Kids are not naturally self-motivated. When your child’s mindset is not in the right place, even the most fun activities can be a struggle to get to. With that said, here are some strategies to help you work around lack of motivation when trying to get your kid to class.
1. Be attentive to what your child is doing at the moment he/she is supposed to get ready for class. If he/ she is playing or having fun with a friend, then be ready for a battle. With that said, have your child participate in a chore or task that’s not as much fun around 10 to 15-minutes prior to getting ready for class.
2. Be attentive to your own projection of emotions as you get your child ready for class. If you are stressed, rushed, or aggravated in any way, this will project the same emotions on your child. With that said, be sure to project positive and upbeat energy as you are getting your child ready for class.

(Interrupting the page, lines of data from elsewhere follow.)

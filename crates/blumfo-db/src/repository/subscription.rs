//! # Subscription Repository
//!
//! Database operations for recurring billing subscriptions.
//!
//! ## Billing Loop
//! ```text
//! ┌─────────────────────────────────────────────────────────────────────────┐
//! │                                                                         │
//! │   list_due(today) ──► for each subscription:                            │
//! │       │                   1. build a draft invoice from the line       │
//! │       │                   2. issue it (numbering flow)                 │
//! │       │                   3. advance(id) ──► next_invoice_date moves   │
//! │       ▼                      one interval forward                       │
//! │   next run sees nothing due until the date catches up again            │
//! │                                                                         │
//! └─────────────────────────────────────────────────────────────────────────┘
//! ```
//!
//! Date arithmetic lives in `blumfo_core::cadence`; this repository only
//! persists the computed dates.

use chrono::{NaiveDate, Utc};
use sqlx::SqlitePool;
use tracing::{debug, info};

use crate::error::{DbError, DbResult};
use blumfo_core::cadence;
use blumfo_core::Subscription;

const COLUMNS: &str = "id, tenant_id, client_id, title, description, \
                       unit_price_cents, quantity, tax_rate_bps, start_date, \
                       interval, interval_count, custom_days, \
                       next_invoice_date, is_active, created_at, updated_at";

/// Repository for subscription database operations.
#[derive(Debug, Clone)]
pub struct SubscriptionRepository {
    pool: SqlitePool,
}

impl SubscriptionRepository {
    /// Creates a new SubscriptionRepository.
    pub fn new(pool: SqlitePool) -> Self {
        SubscriptionRepository { pool }
    }

    /// Inserts a new subscription.
    pub async fn insert(&self, subscription: &Subscription) -> DbResult<()> {
        debug!(id = %subscription.id, title = %subscription.title, "Inserting subscription");

        sqlx::query(
            r#"
            INSERT INTO subscriptions (
                id, tenant_id, client_id, title, description,
                unit_price_cents, quantity, tax_rate_bps, start_date,
                interval, interval_count, custom_days,
                next_invoice_date, is_active, created_at, updated_at
            ) VALUES (
                ?1, ?2, ?3, ?4, ?5, ?6, ?7, ?8, ?9, ?10,
                ?11, ?12, ?13, ?14, ?15, ?16
            )
            "#,
        )
        .bind(&subscription.id)
        .bind(&subscription.tenant_id)
        .bind(&subscription.client_id)
        .bind(&subscription.title)
        .bind(&subscription.description)
        .bind(subscription.unit_price_cents)
        .bind(subscription.quantity)
        .bind(subscription.tax_rate_bps)
        .bind(subscription.start_date)
        .bind(subscription.interval)
        .bind(subscription.interval_count)
        .bind(subscription.custom_days)
        .bind(subscription.next_invoice_date)
        .bind(subscription.is_active)
        .bind(subscription.created_at)
        .bind(subscription.updated_at)
        .execute(&self.pool)
        .await?;

        Ok(())
    }

    /// Gets a subscription by its ID.
    pub async fn get_by_id(&self, id: &str) -> DbResult<Option<Subscription>> {
        let subscription = sqlx::query_as::<_, Subscription>(&format!(
            "SELECT {COLUMNS} FROM subscriptions WHERE id = ?1"
        ))
        .bind(id)
        .fetch_optional(&self.pool)
        .await?;

        Ok(subscription)
    }

    /// Lists active subscriptions sorted by next invoice date.
    pub async fn list_active(&self, limit: u32) -> DbResult<Vec<Subscription>> {
        let subscriptions = sqlx::query_as::<_, Subscription>(&format!(
            r#"
            SELECT {COLUMNS}
            FROM subscriptions
            WHERE is_active = 1
            ORDER BY next_invoice_date
            LIMIT ?1
            "#
        ))
        .bind(limit)
        .fetch_all(&self.pool)
        .await?;

        Ok(subscriptions)
    }

    /// Lists active subscriptions whose next invoice date has been reached.
    pub async fn list_due(&self, as_of: NaiveDate) -> DbResult<Vec<Subscription>> {
        let subscriptions = sqlx::query_as::<_, Subscription>(&format!(
            r#"
            SELECT {COLUMNS}
            FROM subscriptions
            WHERE is_active = 1 AND next_invoice_date <= ?1
            ORDER BY next_invoice_date
            "#
        ))
        .bind(as_of)
        .fetch_all(&self.pool)
        .await?;

        debug!(as_of = %as_of, count = subscriptions.len(), "Subscriptions due");
        Ok(subscriptions)
    }

    /// Updates a subscription's billing terms and recomputes the next
    /// invoice date from its start date.
    pub async fn update(&self, subscription: &Subscription) -> DbResult<()> {
        debug!(id = %subscription.id, "Updating subscription");

        let next = cadence::recompute(subscription);
        let now = Utc::now();

        let result = sqlx::query(
            r#"
            UPDATE subscriptions SET
                title = ?2,
                description = ?3,
                unit_price_cents = ?4,
                quantity = ?5,
                tax_rate_bps = ?6,
                start_date = ?7,
                interval = ?8,
                interval_count = ?9,
                custom_days = ?10,
                next_invoice_date = ?11,
                is_active = ?12,
                updated_at = ?13
            WHERE id = ?1
            "#,
        )
        .bind(&subscription.id)
        .bind(&subscription.title)
        .bind(&subscription.description)
        .bind(subscription.unit_price_cents)
        .bind(subscription.quantity)
        .bind(subscription.tax_rate_bps)
        .bind(subscription.start_date)
        .bind(subscription.interval)
        .bind(subscription.interval_count)
        .bind(subscription.custom_days)
        .bind(next)
        .bind(subscription.is_active)
        .bind(now)
        .execute(&self.pool)
        .await?;

        if result.rows_affected() == 0 {
            return Err(DbError::not_found("Subscription", &subscription.id));
        }

        Ok(())
    }

    /// Advances a subscription one interval after its invoice was issued.
    ///
    /// ## Returns
    /// The new next invoice date.
    pub async fn advance(&self, id: &str) -> DbResult<NaiveDate> {
        let subscription = self
            .get_by_id(id)
            .await?
            .ok_or_else(|| DbError::not_found("Subscription", id))?;

        let next = cadence::advance(&subscription);
        let now = Utc::now();

        sqlx::query(
            "UPDATE subscriptions SET next_invoice_date = ?2, updated_at = ?3 WHERE id = ?1",
        )
        .bind(id)
        .bind(next)
        .bind(now)
        .execute(&self.pool)
        .await?;

        info!(id = %id, next_invoice_date = %next, "Advanced subscription");
        Ok(next)
    }

    /// Deactivates a subscription. It stops appearing in `list_due` but its
    /// past invoices keep their back-reference.
    pub async fn deactivate(&self, id: &str) -> DbResult<()> {
        debug!(id = %id, "Deactivating subscription");

        let now = Utc::now();

        let result = sqlx::query(
            "UPDATE subscriptions SET is_active = 0, updated_at = ?2 WHERE id = ?1",
        )
        .bind(id)
        .bind(now)
        .execute(&self.pool)
        .await?;

        if result.rows_affected() == 0 {
            return Err(DbError::not_found("Subscription", id));
        }

        Ok(())
    }
}

// =============================================================================
// Unit Tests
// =============================================================================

3. Be attentive to how you respond to your child’s overall performance after class. If you are expressing too much emphasis on what he/ she did wrong versus right, then those negative feelings will carry over. With that said, be sure to limit criticism and focus more on productive conversations after class.
4. Be intentional with your goals by communicating with your child’s instructors. The goal is to foster motivation. Let the instructors know about your struggles so that they can be mindful to motivate your child before, during, and after class. It takes a village, so don’t be afraid to ask for support!
5. Prompt motivation by rewarding your child. Remember that children’s brains are still growing, and most of their development comes from positive stimulation and experiences. With that said, pre-frame the proper behavior that you would like to see when going to class, and then set an attainable number of classes he/ she must attend with this behavior, along with a reward for doing so. For example: attend the next 3 classes with the proper behavior and we will grab ice cream on the way home.
These tips are not rocket science but are often overlooked. As parents, we get caught up in the daily grind, so we sometimes forget that situations like this require attentive and intentional parenting. I hope this article sheds some positive light on how to help your child get ready for class.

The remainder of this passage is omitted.